Work required:
Copy every line of the listing that holds the string "instead".

Data records:
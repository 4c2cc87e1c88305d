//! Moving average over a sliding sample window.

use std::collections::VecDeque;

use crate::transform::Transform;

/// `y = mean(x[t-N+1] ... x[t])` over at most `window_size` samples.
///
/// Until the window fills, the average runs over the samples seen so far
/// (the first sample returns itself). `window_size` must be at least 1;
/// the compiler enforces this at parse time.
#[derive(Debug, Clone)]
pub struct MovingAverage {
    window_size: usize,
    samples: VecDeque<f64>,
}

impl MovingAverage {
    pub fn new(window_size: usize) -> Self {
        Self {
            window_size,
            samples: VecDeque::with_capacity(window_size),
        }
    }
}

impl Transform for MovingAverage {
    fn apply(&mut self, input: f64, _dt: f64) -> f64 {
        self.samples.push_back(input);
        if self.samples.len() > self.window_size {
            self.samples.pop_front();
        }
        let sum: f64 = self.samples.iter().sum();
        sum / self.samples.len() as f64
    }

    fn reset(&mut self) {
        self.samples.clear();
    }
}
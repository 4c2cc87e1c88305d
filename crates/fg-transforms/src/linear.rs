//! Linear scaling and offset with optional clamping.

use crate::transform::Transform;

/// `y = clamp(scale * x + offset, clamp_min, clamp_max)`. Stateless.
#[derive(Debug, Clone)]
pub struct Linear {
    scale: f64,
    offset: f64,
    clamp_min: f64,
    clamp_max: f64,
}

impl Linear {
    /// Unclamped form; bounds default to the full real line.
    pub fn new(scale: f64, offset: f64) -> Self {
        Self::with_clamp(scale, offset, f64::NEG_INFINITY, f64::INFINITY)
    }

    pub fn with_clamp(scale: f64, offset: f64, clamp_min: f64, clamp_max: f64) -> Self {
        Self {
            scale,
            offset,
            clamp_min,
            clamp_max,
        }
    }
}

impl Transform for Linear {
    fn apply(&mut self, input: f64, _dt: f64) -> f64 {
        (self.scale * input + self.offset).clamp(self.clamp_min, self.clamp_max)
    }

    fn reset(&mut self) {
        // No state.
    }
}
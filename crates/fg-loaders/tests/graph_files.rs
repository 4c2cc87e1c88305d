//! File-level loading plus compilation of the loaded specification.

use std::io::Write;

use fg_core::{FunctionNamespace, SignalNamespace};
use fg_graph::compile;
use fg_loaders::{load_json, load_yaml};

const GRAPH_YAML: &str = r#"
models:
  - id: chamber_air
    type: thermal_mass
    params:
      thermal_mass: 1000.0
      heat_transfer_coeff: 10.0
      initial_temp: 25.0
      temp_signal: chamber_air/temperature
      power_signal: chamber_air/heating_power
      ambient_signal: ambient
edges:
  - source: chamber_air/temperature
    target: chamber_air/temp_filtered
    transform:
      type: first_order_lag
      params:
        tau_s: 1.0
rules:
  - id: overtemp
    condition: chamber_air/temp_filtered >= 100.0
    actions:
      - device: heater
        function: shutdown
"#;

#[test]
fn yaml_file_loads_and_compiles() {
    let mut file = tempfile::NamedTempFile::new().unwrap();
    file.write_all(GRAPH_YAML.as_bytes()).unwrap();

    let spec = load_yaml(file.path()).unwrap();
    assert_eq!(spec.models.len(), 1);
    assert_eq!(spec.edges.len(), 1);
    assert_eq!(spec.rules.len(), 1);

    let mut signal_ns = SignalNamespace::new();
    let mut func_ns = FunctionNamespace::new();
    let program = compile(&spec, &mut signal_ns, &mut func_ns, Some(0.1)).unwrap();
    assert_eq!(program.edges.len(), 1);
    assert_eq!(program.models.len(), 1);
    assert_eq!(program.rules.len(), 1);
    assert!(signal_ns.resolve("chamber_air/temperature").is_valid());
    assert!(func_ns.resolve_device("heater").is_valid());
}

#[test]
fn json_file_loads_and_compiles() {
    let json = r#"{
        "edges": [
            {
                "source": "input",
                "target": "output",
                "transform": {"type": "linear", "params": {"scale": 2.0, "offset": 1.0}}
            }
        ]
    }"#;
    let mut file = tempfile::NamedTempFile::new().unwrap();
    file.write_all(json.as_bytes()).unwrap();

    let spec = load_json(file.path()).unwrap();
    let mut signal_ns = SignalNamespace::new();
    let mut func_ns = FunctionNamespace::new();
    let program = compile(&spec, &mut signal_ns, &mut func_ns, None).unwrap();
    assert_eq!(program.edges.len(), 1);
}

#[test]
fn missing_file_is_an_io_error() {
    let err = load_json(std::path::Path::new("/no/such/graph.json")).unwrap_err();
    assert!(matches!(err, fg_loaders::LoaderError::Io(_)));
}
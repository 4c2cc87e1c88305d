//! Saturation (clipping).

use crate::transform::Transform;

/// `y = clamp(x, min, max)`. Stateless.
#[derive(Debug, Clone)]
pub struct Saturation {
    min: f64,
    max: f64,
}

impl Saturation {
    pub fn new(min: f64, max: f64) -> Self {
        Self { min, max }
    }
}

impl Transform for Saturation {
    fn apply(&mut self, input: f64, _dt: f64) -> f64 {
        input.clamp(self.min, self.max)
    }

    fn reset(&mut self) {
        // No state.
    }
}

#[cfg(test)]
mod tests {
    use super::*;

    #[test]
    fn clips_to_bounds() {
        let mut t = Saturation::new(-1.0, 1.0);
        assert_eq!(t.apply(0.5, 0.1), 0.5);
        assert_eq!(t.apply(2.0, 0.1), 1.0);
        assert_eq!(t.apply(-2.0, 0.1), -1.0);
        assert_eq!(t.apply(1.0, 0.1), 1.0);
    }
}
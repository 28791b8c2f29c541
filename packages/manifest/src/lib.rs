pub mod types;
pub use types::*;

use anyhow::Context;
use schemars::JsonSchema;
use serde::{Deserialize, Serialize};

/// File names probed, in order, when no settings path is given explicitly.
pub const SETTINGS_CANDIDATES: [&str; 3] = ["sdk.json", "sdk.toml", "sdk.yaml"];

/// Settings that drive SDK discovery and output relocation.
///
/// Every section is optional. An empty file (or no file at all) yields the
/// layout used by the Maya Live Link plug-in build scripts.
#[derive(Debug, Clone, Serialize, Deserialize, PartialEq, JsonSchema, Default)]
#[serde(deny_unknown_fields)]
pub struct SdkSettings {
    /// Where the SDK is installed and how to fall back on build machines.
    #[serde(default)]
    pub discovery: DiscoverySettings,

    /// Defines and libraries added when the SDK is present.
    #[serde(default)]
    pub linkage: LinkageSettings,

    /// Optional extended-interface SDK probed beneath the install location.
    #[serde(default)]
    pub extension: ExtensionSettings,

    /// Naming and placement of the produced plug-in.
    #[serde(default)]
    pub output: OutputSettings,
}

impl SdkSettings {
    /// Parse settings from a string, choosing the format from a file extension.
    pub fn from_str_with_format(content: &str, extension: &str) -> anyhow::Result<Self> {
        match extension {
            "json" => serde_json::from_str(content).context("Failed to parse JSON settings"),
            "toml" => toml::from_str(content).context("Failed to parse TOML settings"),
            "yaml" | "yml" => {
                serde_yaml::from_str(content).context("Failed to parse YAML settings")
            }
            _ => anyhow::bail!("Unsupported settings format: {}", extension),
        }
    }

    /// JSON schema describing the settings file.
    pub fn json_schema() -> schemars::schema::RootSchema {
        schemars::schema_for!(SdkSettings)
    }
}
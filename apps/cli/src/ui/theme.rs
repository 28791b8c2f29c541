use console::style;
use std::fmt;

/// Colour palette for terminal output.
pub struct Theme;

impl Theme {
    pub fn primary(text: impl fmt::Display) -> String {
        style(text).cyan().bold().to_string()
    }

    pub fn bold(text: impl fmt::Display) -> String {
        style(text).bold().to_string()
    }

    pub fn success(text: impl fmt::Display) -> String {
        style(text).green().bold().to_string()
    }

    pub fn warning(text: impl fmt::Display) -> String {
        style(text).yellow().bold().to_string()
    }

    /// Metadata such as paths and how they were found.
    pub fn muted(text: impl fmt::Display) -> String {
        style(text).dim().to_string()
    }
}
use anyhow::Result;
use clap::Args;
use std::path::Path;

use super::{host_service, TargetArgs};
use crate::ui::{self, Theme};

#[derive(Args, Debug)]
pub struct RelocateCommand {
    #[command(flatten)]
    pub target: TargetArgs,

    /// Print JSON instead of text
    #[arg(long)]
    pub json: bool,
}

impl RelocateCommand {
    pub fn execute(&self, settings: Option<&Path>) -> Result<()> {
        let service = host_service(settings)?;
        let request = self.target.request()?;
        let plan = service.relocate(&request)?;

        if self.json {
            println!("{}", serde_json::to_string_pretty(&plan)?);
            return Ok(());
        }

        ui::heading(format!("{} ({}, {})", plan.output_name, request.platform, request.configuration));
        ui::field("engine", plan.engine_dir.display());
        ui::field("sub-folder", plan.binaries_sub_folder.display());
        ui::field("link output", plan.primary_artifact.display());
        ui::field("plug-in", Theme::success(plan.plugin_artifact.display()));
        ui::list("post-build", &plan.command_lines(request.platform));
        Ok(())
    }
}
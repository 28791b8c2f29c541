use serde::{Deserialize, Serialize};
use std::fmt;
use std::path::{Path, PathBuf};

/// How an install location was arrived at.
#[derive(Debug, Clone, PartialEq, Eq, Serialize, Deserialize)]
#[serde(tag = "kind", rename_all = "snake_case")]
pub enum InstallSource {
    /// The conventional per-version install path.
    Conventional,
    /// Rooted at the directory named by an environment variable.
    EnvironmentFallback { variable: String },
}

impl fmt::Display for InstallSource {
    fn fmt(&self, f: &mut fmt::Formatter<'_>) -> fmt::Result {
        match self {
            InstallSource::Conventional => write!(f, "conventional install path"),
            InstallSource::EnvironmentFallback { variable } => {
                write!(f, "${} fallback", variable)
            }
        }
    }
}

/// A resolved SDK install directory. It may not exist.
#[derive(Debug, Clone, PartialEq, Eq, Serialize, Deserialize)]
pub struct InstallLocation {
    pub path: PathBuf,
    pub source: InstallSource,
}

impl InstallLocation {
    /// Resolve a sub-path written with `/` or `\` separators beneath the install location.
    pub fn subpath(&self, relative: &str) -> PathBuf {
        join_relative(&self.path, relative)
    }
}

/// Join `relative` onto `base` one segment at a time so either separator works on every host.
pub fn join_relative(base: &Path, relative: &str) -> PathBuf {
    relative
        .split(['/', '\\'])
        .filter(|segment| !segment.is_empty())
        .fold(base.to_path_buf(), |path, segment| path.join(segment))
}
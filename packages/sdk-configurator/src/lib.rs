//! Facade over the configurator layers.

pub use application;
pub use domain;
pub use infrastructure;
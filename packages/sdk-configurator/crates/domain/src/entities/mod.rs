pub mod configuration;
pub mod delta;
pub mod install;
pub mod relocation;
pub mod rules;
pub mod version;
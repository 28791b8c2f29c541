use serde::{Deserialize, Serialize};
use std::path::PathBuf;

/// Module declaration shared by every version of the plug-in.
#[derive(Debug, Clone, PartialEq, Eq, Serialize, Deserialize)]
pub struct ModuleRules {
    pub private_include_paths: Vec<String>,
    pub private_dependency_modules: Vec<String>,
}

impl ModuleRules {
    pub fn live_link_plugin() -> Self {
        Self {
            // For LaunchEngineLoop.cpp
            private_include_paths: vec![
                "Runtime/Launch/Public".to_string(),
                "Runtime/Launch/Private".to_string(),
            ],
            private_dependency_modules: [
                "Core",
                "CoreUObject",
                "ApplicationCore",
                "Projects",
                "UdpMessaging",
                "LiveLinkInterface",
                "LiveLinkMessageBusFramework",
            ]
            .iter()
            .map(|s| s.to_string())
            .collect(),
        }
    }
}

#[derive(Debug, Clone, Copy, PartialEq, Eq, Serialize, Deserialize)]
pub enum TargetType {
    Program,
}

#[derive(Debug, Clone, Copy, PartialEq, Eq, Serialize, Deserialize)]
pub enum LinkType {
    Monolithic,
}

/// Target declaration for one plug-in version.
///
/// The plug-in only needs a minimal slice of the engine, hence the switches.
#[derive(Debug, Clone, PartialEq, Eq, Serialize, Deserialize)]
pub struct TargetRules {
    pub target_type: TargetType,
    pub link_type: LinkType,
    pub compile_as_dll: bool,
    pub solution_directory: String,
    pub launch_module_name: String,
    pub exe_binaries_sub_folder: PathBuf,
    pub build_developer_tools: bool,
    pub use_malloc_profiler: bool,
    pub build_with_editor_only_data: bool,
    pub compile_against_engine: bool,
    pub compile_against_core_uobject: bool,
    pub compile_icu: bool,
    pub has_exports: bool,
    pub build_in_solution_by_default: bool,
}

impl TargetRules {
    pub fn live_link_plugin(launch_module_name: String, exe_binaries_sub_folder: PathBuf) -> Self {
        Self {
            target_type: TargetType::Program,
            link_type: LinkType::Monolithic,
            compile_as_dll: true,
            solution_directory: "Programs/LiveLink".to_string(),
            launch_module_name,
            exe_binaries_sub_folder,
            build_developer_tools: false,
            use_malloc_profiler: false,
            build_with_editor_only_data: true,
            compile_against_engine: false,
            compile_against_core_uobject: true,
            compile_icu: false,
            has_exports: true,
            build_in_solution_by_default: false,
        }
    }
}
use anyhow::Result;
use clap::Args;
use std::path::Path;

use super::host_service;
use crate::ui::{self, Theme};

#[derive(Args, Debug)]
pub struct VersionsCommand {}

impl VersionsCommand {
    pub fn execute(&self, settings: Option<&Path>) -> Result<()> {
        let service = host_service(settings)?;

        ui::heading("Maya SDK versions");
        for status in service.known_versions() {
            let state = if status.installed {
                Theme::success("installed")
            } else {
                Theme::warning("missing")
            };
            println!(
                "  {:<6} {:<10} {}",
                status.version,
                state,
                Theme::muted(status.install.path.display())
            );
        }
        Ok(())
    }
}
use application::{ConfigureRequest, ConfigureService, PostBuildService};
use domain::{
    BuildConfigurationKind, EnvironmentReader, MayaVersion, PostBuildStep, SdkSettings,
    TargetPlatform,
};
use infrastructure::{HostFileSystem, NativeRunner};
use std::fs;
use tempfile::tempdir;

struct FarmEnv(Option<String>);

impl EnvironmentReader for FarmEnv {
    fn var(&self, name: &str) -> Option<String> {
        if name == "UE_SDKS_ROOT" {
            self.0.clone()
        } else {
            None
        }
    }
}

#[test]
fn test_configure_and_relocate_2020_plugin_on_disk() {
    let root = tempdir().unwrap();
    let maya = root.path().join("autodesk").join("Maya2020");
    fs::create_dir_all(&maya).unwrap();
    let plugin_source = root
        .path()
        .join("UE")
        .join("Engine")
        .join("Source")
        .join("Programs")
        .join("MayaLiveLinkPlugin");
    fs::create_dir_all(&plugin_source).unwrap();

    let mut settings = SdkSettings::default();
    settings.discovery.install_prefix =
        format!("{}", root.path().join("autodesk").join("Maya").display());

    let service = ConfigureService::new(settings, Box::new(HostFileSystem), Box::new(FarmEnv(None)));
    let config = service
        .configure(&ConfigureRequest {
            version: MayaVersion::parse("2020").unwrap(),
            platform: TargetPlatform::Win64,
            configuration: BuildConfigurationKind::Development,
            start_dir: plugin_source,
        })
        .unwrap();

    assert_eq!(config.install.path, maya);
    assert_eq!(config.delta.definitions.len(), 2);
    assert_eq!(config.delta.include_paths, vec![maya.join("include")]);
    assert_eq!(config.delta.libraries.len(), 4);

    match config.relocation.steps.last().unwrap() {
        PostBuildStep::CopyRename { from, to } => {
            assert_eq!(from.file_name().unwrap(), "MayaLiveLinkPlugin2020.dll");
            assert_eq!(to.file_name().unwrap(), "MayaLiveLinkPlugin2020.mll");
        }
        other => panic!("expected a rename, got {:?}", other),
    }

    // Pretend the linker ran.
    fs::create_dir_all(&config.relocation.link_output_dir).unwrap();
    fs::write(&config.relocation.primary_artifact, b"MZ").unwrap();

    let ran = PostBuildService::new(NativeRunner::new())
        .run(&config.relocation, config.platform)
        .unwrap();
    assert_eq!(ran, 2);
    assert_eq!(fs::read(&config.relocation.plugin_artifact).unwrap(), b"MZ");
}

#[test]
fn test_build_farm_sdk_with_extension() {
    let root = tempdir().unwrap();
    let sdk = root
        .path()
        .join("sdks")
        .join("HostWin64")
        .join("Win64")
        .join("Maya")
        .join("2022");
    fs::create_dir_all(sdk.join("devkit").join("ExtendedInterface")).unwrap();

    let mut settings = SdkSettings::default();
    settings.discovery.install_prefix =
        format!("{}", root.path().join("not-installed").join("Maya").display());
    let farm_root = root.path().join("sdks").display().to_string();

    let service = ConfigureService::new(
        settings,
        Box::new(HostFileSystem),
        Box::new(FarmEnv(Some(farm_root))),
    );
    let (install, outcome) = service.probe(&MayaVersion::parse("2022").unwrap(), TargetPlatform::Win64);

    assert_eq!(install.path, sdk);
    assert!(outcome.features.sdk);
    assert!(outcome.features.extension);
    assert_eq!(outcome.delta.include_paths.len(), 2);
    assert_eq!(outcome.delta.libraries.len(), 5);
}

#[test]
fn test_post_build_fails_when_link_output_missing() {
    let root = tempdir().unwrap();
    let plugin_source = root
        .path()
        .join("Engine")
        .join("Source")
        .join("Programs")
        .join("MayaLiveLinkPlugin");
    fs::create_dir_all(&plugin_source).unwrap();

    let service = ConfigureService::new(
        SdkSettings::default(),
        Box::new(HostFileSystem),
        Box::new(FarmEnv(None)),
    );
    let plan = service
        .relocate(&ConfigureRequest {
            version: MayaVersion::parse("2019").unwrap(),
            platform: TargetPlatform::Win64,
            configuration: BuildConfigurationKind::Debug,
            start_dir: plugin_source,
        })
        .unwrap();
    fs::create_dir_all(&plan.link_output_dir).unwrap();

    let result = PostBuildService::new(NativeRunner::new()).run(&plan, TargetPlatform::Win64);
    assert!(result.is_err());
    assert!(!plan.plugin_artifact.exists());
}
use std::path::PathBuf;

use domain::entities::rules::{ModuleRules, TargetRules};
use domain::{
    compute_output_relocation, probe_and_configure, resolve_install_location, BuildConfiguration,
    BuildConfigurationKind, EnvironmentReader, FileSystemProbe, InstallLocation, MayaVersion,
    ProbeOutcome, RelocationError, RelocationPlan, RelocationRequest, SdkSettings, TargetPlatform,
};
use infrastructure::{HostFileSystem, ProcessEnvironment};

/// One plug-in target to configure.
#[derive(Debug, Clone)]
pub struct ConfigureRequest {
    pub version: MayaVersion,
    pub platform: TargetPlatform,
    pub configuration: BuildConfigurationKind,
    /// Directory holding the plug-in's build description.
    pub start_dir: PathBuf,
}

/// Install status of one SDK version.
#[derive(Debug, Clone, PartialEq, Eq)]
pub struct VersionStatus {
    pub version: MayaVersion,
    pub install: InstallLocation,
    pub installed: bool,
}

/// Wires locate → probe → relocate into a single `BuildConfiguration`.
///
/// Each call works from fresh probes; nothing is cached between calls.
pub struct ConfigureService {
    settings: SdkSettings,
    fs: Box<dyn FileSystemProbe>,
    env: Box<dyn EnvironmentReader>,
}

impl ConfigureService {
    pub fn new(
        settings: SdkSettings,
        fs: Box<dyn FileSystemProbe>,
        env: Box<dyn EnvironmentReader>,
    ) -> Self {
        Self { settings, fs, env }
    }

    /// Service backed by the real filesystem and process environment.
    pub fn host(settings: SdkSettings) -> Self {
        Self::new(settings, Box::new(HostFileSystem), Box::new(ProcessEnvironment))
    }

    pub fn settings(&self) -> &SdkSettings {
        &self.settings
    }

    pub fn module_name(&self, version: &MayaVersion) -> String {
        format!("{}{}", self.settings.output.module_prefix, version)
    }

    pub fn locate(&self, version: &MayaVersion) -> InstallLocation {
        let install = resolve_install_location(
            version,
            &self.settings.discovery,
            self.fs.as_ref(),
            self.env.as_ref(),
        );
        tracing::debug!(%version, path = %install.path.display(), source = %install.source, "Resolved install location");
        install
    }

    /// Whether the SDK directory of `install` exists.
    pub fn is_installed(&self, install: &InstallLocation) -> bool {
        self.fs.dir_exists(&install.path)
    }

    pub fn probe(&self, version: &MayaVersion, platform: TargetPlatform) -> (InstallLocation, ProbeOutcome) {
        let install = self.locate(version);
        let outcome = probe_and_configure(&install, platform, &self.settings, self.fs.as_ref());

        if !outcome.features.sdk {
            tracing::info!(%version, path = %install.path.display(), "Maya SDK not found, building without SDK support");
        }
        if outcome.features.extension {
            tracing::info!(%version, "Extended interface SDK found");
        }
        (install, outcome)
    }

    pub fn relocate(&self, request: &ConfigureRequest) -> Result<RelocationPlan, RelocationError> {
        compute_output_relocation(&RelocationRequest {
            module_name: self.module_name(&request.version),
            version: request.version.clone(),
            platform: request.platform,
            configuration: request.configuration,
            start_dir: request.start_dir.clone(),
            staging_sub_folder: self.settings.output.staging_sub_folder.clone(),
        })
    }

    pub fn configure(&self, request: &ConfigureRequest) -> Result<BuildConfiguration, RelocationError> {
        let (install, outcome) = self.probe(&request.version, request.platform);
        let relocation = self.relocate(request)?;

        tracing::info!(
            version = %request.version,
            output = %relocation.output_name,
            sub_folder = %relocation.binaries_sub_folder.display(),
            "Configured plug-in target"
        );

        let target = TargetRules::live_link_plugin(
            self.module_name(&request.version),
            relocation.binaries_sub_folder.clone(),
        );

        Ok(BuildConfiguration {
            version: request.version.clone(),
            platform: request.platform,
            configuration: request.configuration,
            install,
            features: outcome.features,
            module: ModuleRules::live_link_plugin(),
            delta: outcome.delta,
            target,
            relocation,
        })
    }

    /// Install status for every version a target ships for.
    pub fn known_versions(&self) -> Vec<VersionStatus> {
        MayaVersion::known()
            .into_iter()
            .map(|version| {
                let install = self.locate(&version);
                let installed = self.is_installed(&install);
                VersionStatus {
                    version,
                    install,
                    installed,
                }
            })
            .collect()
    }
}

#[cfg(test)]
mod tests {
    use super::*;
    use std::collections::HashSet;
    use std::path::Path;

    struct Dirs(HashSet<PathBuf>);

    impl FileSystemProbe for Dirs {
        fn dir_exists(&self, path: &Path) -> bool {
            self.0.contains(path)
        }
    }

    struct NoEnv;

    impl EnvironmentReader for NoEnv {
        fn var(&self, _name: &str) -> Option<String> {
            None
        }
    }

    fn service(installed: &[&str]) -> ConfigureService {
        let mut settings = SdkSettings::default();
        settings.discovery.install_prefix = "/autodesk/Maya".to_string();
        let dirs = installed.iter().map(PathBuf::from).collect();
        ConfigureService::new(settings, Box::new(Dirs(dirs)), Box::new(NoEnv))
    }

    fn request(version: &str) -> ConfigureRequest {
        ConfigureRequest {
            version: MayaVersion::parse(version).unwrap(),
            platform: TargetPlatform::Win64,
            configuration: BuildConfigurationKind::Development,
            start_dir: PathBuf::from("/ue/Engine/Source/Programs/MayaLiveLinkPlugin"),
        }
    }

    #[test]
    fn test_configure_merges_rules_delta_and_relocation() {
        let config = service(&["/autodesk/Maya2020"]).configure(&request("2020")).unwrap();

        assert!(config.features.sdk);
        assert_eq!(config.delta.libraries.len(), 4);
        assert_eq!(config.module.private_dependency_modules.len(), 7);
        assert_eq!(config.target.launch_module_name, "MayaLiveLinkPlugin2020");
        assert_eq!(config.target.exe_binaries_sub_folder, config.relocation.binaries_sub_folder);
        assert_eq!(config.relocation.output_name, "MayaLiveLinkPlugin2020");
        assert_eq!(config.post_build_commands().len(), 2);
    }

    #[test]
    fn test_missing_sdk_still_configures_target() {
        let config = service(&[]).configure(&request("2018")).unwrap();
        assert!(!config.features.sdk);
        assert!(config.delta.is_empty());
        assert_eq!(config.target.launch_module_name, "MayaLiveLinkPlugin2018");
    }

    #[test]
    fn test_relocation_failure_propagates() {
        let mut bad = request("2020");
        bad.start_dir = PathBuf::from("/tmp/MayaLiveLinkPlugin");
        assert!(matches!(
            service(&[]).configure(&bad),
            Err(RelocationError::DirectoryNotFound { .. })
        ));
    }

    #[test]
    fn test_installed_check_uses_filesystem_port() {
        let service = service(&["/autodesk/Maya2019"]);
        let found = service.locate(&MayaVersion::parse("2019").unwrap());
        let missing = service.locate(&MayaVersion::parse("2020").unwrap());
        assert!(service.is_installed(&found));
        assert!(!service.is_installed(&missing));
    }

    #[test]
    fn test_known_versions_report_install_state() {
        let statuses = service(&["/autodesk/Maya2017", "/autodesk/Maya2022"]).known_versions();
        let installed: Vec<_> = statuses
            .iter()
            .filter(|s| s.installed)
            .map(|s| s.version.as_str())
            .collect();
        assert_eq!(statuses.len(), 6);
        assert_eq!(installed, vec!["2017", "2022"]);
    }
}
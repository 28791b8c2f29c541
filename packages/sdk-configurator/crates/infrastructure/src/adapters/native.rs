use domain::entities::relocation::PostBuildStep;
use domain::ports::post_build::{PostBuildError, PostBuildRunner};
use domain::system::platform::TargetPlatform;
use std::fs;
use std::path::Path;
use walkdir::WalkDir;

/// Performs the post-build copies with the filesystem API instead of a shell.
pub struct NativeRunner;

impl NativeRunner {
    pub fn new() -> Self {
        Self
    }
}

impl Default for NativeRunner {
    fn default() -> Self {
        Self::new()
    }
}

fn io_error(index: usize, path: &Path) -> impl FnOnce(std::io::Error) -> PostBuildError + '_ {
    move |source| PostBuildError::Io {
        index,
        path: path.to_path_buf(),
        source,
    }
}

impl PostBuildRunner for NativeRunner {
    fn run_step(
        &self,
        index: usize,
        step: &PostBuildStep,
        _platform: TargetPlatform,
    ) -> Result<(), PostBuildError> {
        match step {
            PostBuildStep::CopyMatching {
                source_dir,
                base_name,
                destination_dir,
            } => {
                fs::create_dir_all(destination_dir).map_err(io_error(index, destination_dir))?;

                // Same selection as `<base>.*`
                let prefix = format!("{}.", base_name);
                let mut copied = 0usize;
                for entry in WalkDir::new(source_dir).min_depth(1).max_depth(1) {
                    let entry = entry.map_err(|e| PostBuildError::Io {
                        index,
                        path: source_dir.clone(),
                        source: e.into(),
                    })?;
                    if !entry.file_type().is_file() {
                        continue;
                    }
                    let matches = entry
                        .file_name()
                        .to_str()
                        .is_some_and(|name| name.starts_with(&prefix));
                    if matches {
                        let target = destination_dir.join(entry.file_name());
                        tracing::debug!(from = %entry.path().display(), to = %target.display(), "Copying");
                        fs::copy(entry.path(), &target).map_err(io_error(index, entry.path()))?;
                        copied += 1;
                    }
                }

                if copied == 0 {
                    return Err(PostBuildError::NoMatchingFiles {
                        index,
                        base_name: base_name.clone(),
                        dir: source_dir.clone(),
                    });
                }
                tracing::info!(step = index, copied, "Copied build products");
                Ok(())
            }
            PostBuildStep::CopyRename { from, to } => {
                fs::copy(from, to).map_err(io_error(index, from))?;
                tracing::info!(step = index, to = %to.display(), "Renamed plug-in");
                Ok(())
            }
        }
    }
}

Solution:
    /// Print JSON instead of text
/// Performs the post-build copies with the filesystem API instead of a shell.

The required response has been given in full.